A penosa transferência dos servidores públicos para a nova capital da República, em local ermo no Planalto Central do país, obrigou o então presidente Juscelino Kubitschek a oferecer incentivos para quebrar resistências. Além da "dobradinha", salário em dobro, o servidor ganhava moradia e tinha a mudança custeada pelo Estado. Lá se vão 51 anos, Brasília se firmou como polo irradiador de desenvolvimento, mas a maior parte do funcionalismo continua residindo no Rio de Janeiro. Petrobras, Eletrobras e Furnas têm lá suas principais estruturas. Os ministérios da Fazenda e da Educação, a Previdência Social, a Agência Nacional do Petróleo (ANP) e o Instituto Brasileiro de Geografia e Estatística (IBGE), para citar exemplos notórios, mantêm raízes em terras fluminenses. É o Estado voltando as costas para a própria sede.

O absurdo é tamanho que o Rio tem quase o dobro de funcionários federais que a capital federal: cerca de 113 mil contra 61 mil. Agora se sabe que, na surdina, o Banco do Brasil começa a deixar Brasília rumo a São Paulo. Já despachou para lá a Diretoria Comercial, responsável pelo relacionamento com os grandes clientes pessoas jurídicas, a diretoria de Marketing e a gerência de Agronegócio, além de áreas de interesse social e negocial.
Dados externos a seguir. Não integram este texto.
//! Action target shared by every menu stowbar builds.

use objc2::rc::Retained;
use objc2::runtime::{AnyObject, NSObject, NSObjectProtocol, Sel};
use objc2::{define_class, msg_send, sel, MainThreadMarker, MainThreadOnly};
use objc2_app_kit::{NSMenu, NSMenuItem};
use objc2_foundation::NSString;

use crate::event::{ControlEvent, ControlSender};

define_class!(
    #[unsafe(super(NSObject))]
    #[thread_kind = MainThreadOnly]
    #[name = "StowbarMenuTarget"]
    #[ivars = ControlSender]
    pub struct MenuTarget;

    unsafe impl NSObjectProtocol for MenuTarget {}

    impl MenuTarget {
        #[unsafe(method(toggleNotch:))]
        fn toggle_notch(&self, _sender: Option<&AnyObject>) {
            self.ivars().send(ControlEvent::ToggleNotch);
        }

        #[unsafe(method(quit:))]
        fn quit(&self, _sender: Option<&AnyObject>) {
            self.ivars().send(ControlEvent::Quit);
        }
    }
);

impl MenuTarget {
    pub fn new(mtm: MainThreadMarker, sender: ControlSender) -> Retained<Self> {
        let this = Self::alloc(mtm).set_ivars(sender);
        unsafe { msg_send![super(this), init] }
    }

    /// Builds an item whose action is delivered to this target.
    pub fn item(
        &self,
        mtm: MainThreadMarker,
        title: &str,
        action: Sel,
        key: &str,
    ) -> Retained<NSMenuItem> {
        let item = unsafe {
            NSMenuItem::initWithTitle_action_keyEquivalent(
                NSMenuItem::alloc(mtm),
                &NSString::from_str(title),
                Some(action),
                &NSString::from_str(key),
            )
        };
        unsafe {
            let _: () = msg_send![&item, setTarget: self];
        }
        item
    }

    pub fn quit_item(&self, mtm: MainThreadMarker) -> Retained<NSMenuItem> {
        self.item(mtm, "Quit stowbar", sel!(quit:), "q")
    }
}

/// Menu with a single Quit entry, used as the main menu while foreground.
pub fn minimal_main_menu(mtm: MainThreadMarker, target: &MenuTarget) -> Retained<NSMenu> {
    let main_menu = NSMenu::new(mtm);
    let app_item = NSMenuItem::new(mtm);
    let app_menu = NSMenu::new(mtm);
    app_menu.addItem(&target.quit_item(mtm));
    app_item.setSubmenu(Some(&app_menu));
    main_menu.addItem(&app_item);
    main_menu
}

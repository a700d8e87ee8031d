//! Display mode values and sibling-mode selection.

use std::cmp::Ordering;

use crate::error::NotchDirection;

/// Aspect ratio of the notch-less 16:10 profile.
const NOTCHLESS_ASPECT: f64 = 1.6;
const ASPECT_TOLERANCE: f64 = 0.01;
/// Refresh rates closer than this count as the same rate.
const REFRESH_TOLERANCE_HZ: f64 = 1.0;

#[derive(Debug, Clone, Copy, PartialEq)]
pub struct DisplayMode {
    pub width: u32,
    pub height: u32,
    pub refresh_rate: f64,
    pub usable_for_desktop: bool,
}

impl DisplayMode {
    pub fn new(width: u32, height: u32, refresh_rate: f64) -> Self {
        Self {
            width,
            height,
            refresh_rate,
            usable_for_desktop: true,
        }
    }

    pub fn aspect_ratio(&self) -> f64 {
        if self.height == 0 {
            return 0.0;
        }
        f64::from(self.width) / f64::from(self.height)
    }

    /// True for the letterboxed 16:10 resolution that hides the notch.
    pub fn is_notchless(&self) -> bool {
        (self.aspect_ratio() - NOTCHLESS_ASPECT).abs() < ASPECT_TOLERANCE
    }

    pub fn same_size(&self, other: &Self) -> bool {
        self.width == other.width && self.height == other.height
    }

    fn refresh_matches(&self, target: f64) -> bool {
        (self.refresh_rate - target).abs() < REFRESH_TOLERANCE_HZ
    }
}

/// Which direction a toggle from `current` goes.
pub fn toggle_direction(current: &DisplayMode) -> NotchDirection {
    if current.is_notchless() {
        NotchDirection::Show
    } else {
        NotchDirection::Hide
    }
}

/// Picks the best sibling of `current` among `modes`.
///
/// Candidates share the current width, are usable for the desktop, and are
/// strictly shorter (hide) or taller (show). The nearest height wins; among
/// equal heights a refresh rate within 1 Hz of the current one wins. Returns
/// the index into `modes` so callers can map back to OS handles.
pub fn select_sibling(
    modes: &[DisplayMode],
    current: &DisplayMode,
    direction: NotchDirection,
) -> Option<usize> {
    let mut candidates: Vec<usize> = modes
        .iter()
        .enumerate()
        .filter(|(_, m)| {
            m.usable_for_desktop
                && m.width == current.width
                && match direction {
                    NotchDirection::Hide => m.height < current.height,
                    NotchDirection::Show => m.height > current.height,
                }
        })
        .map(|(i, _)| i)
        .collect();

    // Stable sort keeps OS enumeration order among full ties.
    candidates.sort_by(|&a, &b| {
        let (a, b) = (&modes[a], &modes[b]);
        let by_height = match direction {
            NotchDirection::Hide => b.height.cmp(&a.height),
            NotchDirection::Show => a.height.cmp(&b.height),
        };
        by_height.then_with(|| {
            match (
                a.refresh_matches(current.refresh_rate),
                b.refresh_matches(current.refresh_rate),
            ) {
                (true, false) => Ordering::Less,
                (false, true) => Ordering::Greater,
                _ => Ordering::Equal,
            }
        })
    });

    candidates.first().copied()
}
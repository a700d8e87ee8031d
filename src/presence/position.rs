//! Divider/arrow ordering check.

use crate::error::{Error, Result};
use crate::shell::ScreenPoint;

/// Checks that the divider sits strictly left of the arrow.
///
/// Items registered earlier sit further left, and only items left of the
/// divider are pushed off-screen when it grows. A user can
/// drag the divider anywhere, so this is checked before every collapse.
pub fn check_ordering(divider: Option<ScreenPoint>, arrow: Option<ScreenPoint>) -> Result<()> {
    let (Some(divider), Some(arrow)) = (divider, arrow) else {
        return Err(Error::PositionUnavailable);
    };

    if divider.x < arrow.x {
        Ok(())
    } else {
        Err(Error::InvalidOrdering {
            divider_x: divider.x,
            arrow_x: arrow.x,
        })
    }
}

pub fn is_valid_ordering(divider: Option<ScreenPoint>, arrow: Option<ScreenPoint>) -> bool {
    check_ordering(divider, arrow).is_ok()
}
O argumento oficial é a proximidade com o mercado financeiro, uma falácia em tempos de comunicação global on-line. Outro, a redução, com a maior distância física do centro do poder, das interferências políticas. Ora, partes da instituição, quaisquer que sejam, onde quer que estejam, sempre estarão sujeitas à orientação da presidência, mantida no Setor Bancário Sul, a poucos quilômetros da Praça dos Três Poderes. No mais, decretar independência com mudança de endereço soa a galhofa.
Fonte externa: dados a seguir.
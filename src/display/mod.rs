//! Switching the main display between its notched native resolution and the
//! letterboxed notch-less sibling.
//!
//! Only the main display is considered. The mode found at startup is kept so
//! it can be put back on shutdown; every change is applied for the login
//! session only.

mod mode;

pub use mode::{select_sibling, toggle_direction, DisplayMode};

use crate::error::{ConfigPhase, Error, NotchDirection, Result};

/// OS display API for the main display.
///
/// Error values are raw OS status codes.
pub trait DisplayBackend {
    /// Opaque OS mode handle
    type Mode;
    /// An open configuration transaction
    type Transaction;

    fn describe(&self, mode: &Self::Mode) -> DisplayMode;
    fn current_mode(&self) -> Option<Self::Mode>;
    /// Every advertised mode, including duplicate low-resolution entries.
    fn list_modes(&self) -> Vec<Self::Mode>;
    fn is_builtin_active(&self) -> bool;

    fn begin(&mut self) -> std::result::Result<Self::Transaction, i32>;
    fn apply(&mut self, tx: &mut Self::Transaction, mode: &Self::Mode)
        -> std::result::Result<(), i32>;
    /// Completes the change for the current login session only.
    fn commit(&mut self, tx: &mut Self::Transaction) -> std::result::Result<(), i32>;
    fn cancel(&mut self, tx: Self::Transaction);
}

pub struct DisplayModeSelector<D: DisplayBackend> {
    backend: D,
    original: Option<D::Mode>,
}

impl<D: DisplayBackend> DisplayModeSelector<D> {
    /// Captures the current mode as the one to restore on shutdown.
    pub fn new(backend: D) -> Self {
        let original = backend.current_mode();
        match &original {
            Some(mode) => {
                let m = backend.describe(mode);
                log::info!(
                    "Original display mode {}x{} @{:.0}Hz",
                    m.width,
                    m.height,
                    m.refresh_rate
                );
            }
            None => log::warn!("Could not read the current display mode at startup"),
        }
        Self { backend, original }
    }

    pub fn current(&self) -> Option<DisplayMode> {
        self.backend
            .current_mode()
            .map(|m| self.backend.describe(&m))
    }

    pub fn original(&self) -> Option<DisplayMode> {
        self.original.as_ref().map(|m| self.backend.describe(m))
    }

    /// True when the current mode is the notch-less 16:10 profile.
    pub fn is_notch_hidden(&self) -> bool {
        self.current().map(|m| m.is_notchless()).unwrap_or(false)
    }

    pub fn is_builtin_active(&self) -> bool {
        self.backend.is_builtin_active()
    }

    pub fn toggle(&mut self) -> Result<DisplayMode> {
        let current = self.current().ok_or(Error::CurrentModeUnavailable)?;
        match toggle_direction(&current) {
            NotchDirection::Show => self.show_notch(),
            NotchDirection::Hide => self.hide_notch(),
        }
    }

    pub fn hide_notch(&mut self) -> Result<DisplayMode> {
        self.switch(NotchDirection::Hide)
    }

    pub fn show_notch(&mut self) -> Result<DisplayMode> {
        self.switch(NotchDirection::Show)
    }

    /// Puts the startup mode back if the size has changed since. Returns
    /// true if a mode switch happened.
    pub fn restore_original_mode_if_needed(&mut self) -> Result<bool> {
        let Some(original) = self.original.take() else {
            return Ok(false);
        };
        let result = self.restore_to(&original);
        self.original = Some(original);
        result
    }

    fn restore_to(&mut self, original: &D::Mode) -> Result<bool> {
        let current = self.current().ok_or(Error::CurrentModeUnavailable)?;
        let wanted = self.backend.describe(original);
        if current.same_size(&wanted) {
            return Ok(false);
        }

        log::info!(
            "Restoring display mode {}x{} (currently {}x{})",
            wanted.width,
            wanted.height,
            current.width,
            current.height
        );
        self.apply_mode(original)?;
        Ok(true)
    }

    fn switch(&mut self, direction: NotchDirection) -> Result<DisplayMode> {
        let current = self.current().ok_or(Error::CurrentModeUnavailable)?;
        let modes = self.backend.list_modes();
        let described: Vec<DisplayMode> = modes.iter().map(|m| self.backend.describe(m)).collect();

        let index = select_sibling(&described, &current, direction)
            .ok_or(Error::DisplayModeNotFound(direction))?;
        let target = described[index];

        log::info!(
            "Switching to {} mode {}x{} @{:.0}Hz",
            direction,
            target.width,
            target.height,
            target.refresh_rate
        );
        self.apply_mode(&modes[index])?;
        Ok(target)
    }

    /// Begin, configure, commit. Any failure cancels the transaction so the
    /// previous mode stays in effect.
    fn apply_mode(&mut self, mode: &D::Mode) -> Result<()> {
        let mut tx = self.backend.begin().map_err(|code| Error::DisplayConfiguration {
            phase: ConfigPhase::Begin,
            code,
        })?;

        if let Err(code) = self.backend.apply(&mut tx, mode) {
            self.backend.cancel(tx);
            return Err(Error::DisplayConfiguration {
                phase: ConfigPhase::Apply,
                code,
            });
        }

        if let Err(code) = self.backend.commit(&mut tx) {
            self.backend.cancel(tx);
            return Err(Error::DisplayConfiguration {
                phase: ConfigPhase::Commit,
                code,
            });
        }

        Ok(())
    }

    #[cfg(test)]
    pub fn backend(&self) -> &D {
        &self.backend
    }
}
//! Alert and context menu presentation.

use objc2::rc::Retained;
use objc2::{sel, MainThreadMarker};
use objc2_app_kit::{NSAlert, NSAlertStyle, NSApplication, NSMenu, NSMenuItem};
use objc2_foundation::NSString;

use super::menu::MenuTarget;
use super::status_item::ArrowItemCell;
use crate::shell::{Interaction, MenuModel, INVALID_ORDERING_MESSAGE, INVALID_ORDERING_TITLE};

pub struct AppKitInteraction {
    mtm: MainThreadMarker,
    arrow_item: ArrowItemCell,
    target: Retained<MenuTarget>,
}

impl AppKitInteraction {
    pub fn new(mtm: MainThreadMarker, arrow_item: ArrowItemCell, target: Retained<MenuTarget>) -> Self {
        Self {
            mtm,
            arrow_item,
            target,
        }
    }

    fn build_menu(&self, model: MenuModel) -> Retained<NSMenu> {
        let menu = NSMenu::new(self.mtm);
        // The title says which way the toggle goes right now.
        if let Some(entry) = model.notch {
            menu.addItem(&self.target.item(self.mtm, entry.title(), sel!(toggleNotch:), ""));
            menu.addItem(&NSMenuItem::separatorItem(self.mtm));
        }
        menu.addItem(&self.target.quit_item(self.mtm));
        menu
    }
}

impl Interaction for AppKitInteraction {
    // Runs modally; the control loop resumes when the user dismisses it.
    fn warn_invalid_ordering(&mut self) {
        let alert = NSAlert::new(self.mtm);
        alert.setMessageText(&NSString::from_str(INVALID_ORDERING_TITLE));
        alert.setInformativeText(&NSString::from_str(INVALID_ORDERING_MESSAGE));
        alert.setAlertStyle(NSAlertStyle::Warning);
        alert.addButtonWithTitle(&NSString::from_str("OK"));

        let app = NSApplication::sharedApplication(self.mtm);
        unsafe {
            let _: () = objc2::msg_send![&app, activate];
        }
        alert.runModal();
    }

    fn show_context_menu(&mut self, model: MenuModel) {
        let Some(item) = self.arrow_item.borrow().clone() else {
            log::warn!("Context menu requested without an arrow item");
            return;
        };
        let menu = self.build_menu(model);

        // Attaching the menu makes the click below open it; detach afterwards
        // so the next primary click toggles again.
        item.setMenu(Some(&menu));
        if let Some(button) = item.button(self.mtm) {
            unsafe { button.performClick(None) };
        }
        item.setMenu(None);
    }
}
Estima-se que 200 funcionários já tenham sido transferidos para São Paulo, dentro de um plano de reestruturação que visa mandar para lá, até 2014, cerca de 2 mil empregados da área meio, não só oriundos do Distrito Federal, mas também de outras regiões do país. A ideia é que um terço de cada diretoria funcione na capital paulista, deslocando-se para o Rio de Janeiro a de Assuntos Internacionais. Sem contar o gasto, que inclui a ocupação de dois prédios na Avenida Paulista, falta lógica à iniciativa. O Banco do Brasil, o nome diz, é nacional ¿ não pode ter melhor localização que no centro geográfico do país, naturalmente que com agências e postos em cada recanto, da Amazônia aos pampas gaúchos, do Pantanal mato-grossense às cidades litorâneas.
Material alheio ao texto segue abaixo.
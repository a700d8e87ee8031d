mod types;

pub use types::{AutoCollapseDelay, Config, ConfigIssue, HotkeyConfig, StatusBarConfig};

use notify::{Event, RecommendedWatcher, RecursiveMode, Watcher};
use std::path::{Path, PathBuf};
use std::sync::mpsc::{channel, Receiver};
use std::sync::{Arc, Mutex, RwLock};
use std::time::{Duration, Instant};

pub type SharedConfig = Arc<RwLock<Config>>;

const CONFIG_FILE_NAME: &str = "config.toml";

pub fn shared(config: Config) -> SharedConfig {
    Arc::new(RwLock::new(config))
}

/// Snapshot of the status bar preferences. Every call reads the shared
/// config again so edits on disk apply to the next decision.
pub fn status_bar_prefs(config: &SharedConfig) -> StatusBarConfig {
    config
        .read()
        .map(|c| c.status_bar.clone())
        .unwrap_or_default()
}

pub fn load_config() -> Config {
    load_config_from(&get_config_path())
}

pub fn load_config_from(config_path: &Path) -> Config {
    let config = if config_path.exists() {
        match std::fs::read_to_string(config_path) {
            Ok(contents) => match toml::from_str(&contents) {
                Ok(config) => {
                    log::info!("Loaded config from {:?}", config_path);
                    config
                }
                Err(e) => {
                    log::error!("Failed to parse config: {}", e);
                    Config::default()
                }
            },
            Err(e) => {
                log::error!("Failed to read config file: {}", e);
                Config::default()
            }
        }
    } else {
        log::info!("No config file found at {:?}, using defaults", config_path);
        Config::default()
    };

    let issues = config.validate();
    let errors: Vec<_> = issues.iter().filter(|i| i.is_error).collect();
    let warnings: Vec<_> = issues.iter().filter(|i| !i.is_error).collect();

    for warning in &warnings {
        log::warn!("Config: {}", warning);
    }
    for error in &errors {
        log::error!("Config: {}", error);
    }

    if !errors.is_empty() {
        log::error!("Config has errors; falling back to defaults.");
        return Config::default();
    }

    config
}

pub fn get_config_path() -> PathBuf {
    dirs::home_dir()
        .unwrap_or_else(|| PathBuf::from("."))
        .join(".config")
        .join("stowbar")
        .join(CONFIG_FILE_NAME)
}

/// The default config as TOML, for `stowbar --default-config`.
pub fn default_config_toml() -> String {
    toml::to_string_pretty(&Config::default()).unwrap_or_default()
}

pub struct ConfigWatcher {
    _watcher: RecommendedWatcher,
    receiver: Receiver<Result<Event, notify::Error>>,
    config: SharedConfig,
    config_path: PathBuf,
    last_reload: Mutex<Instant>,
}

impl ConfigWatcher {
    pub fn new(config: SharedConfig) -> Result<Self, notify::Error> {
        let (tx, rx) = channel();

        let mut watcher = notify::recommended_watcher(move |res| {
            let _ = tx.send(res);
        })?;

        let config_path = get_config_path();

        // Watch the directory so the file can be created after launch
        let config_dir = config_path.parent().unwrap_or(&config_path);
        if !config_dir.exists() {
            let _ = std::fs::create_dir_all(config_dir);
        }

        watcher.watch(config_dir, RecursiveMode::NonRecursive)?;
        log::info!("Watching config directory: {:?}", config_dir);

        Ok(Self {
            _watcher: watcher,
            receiver: rx,
            config,
            config_path,
            last_reload: Mutex::new(Instant::now()),
        })
    }

    /// Check for config changes and reload if needed. Returns true if config was reloaded.
    pub fn check_and_reload(&self) -> bool {
        let mut should_reload = false;

        while let Ok(event) = self.receiver.try_recv() {
            match event {
                Ok(event) => {
                    if is_config_event(&event) {
                        should_reload = true;
                    }
                }
                Err(e) => {
                    log::error!("Config watch error: {}", e);
                }
            }
        }

        // Debounce: editors write several events per save
        if should_reload {
            let now = Instant::now();
            let elapsed = self
                .last_reload
                .lock()
                .map(|t| now.duration_since(*t))
                .unwrap_or(Duration::ZERO);
            if elapsed > Duration::from_millis(500) {
                log::info!("Config file changed, reloading...");
                let new_config = load_config_from(&self.config_path);
                if let Ok(mut cfg) = self.config.write() {
                    *cfg = new_config;
                    if let Ok(mut t) = self.last_reload.lock() {
                        *t = now;
                    }
                    return true;
                }
            }
        }

        false
    }

    /// Polls for changes on a background thread for the rest of the process.
    pub fn spawn_polling(self) {
        std::thread::spawn(move || loop {
            std::thread::sleep(Duration::from_millis(500));
            if self.check_and_reload() {
                log::info!("Config reloaded");
            }
        });
    }
}

fn is_config_event(event: &Event) -> bool {
    let touches_config = event
        .paths
        .iter()
        .any(|p| p.file_name().map(|n| n == CONFIG_FILE_NAME).unwrap_or(false));
    touches_config && (event.kind.is_modify() || event.kind.is_create())
}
Centro das decisões políticas e da burocracia federal, Brasília é uma realidade inescapável. É inacreditável que, passadas mais de cinco décadas desde a inauguração, ainda enfrente resistência de órgãos públicos. Consolidado de direito, o Distrito Federal precisa ser firmado de fato como sede da administração nacional, de modo a facilitar a vida do cidadão. A Esplanada dos Ministérios, sobretudo, mas todo o plano urbanístico setorizado contribui para reduzir os deslocamentos e o tempo gasto na solução de pendências com o Estado nas diversas esferas de poder. Basta de revival dos anos 60.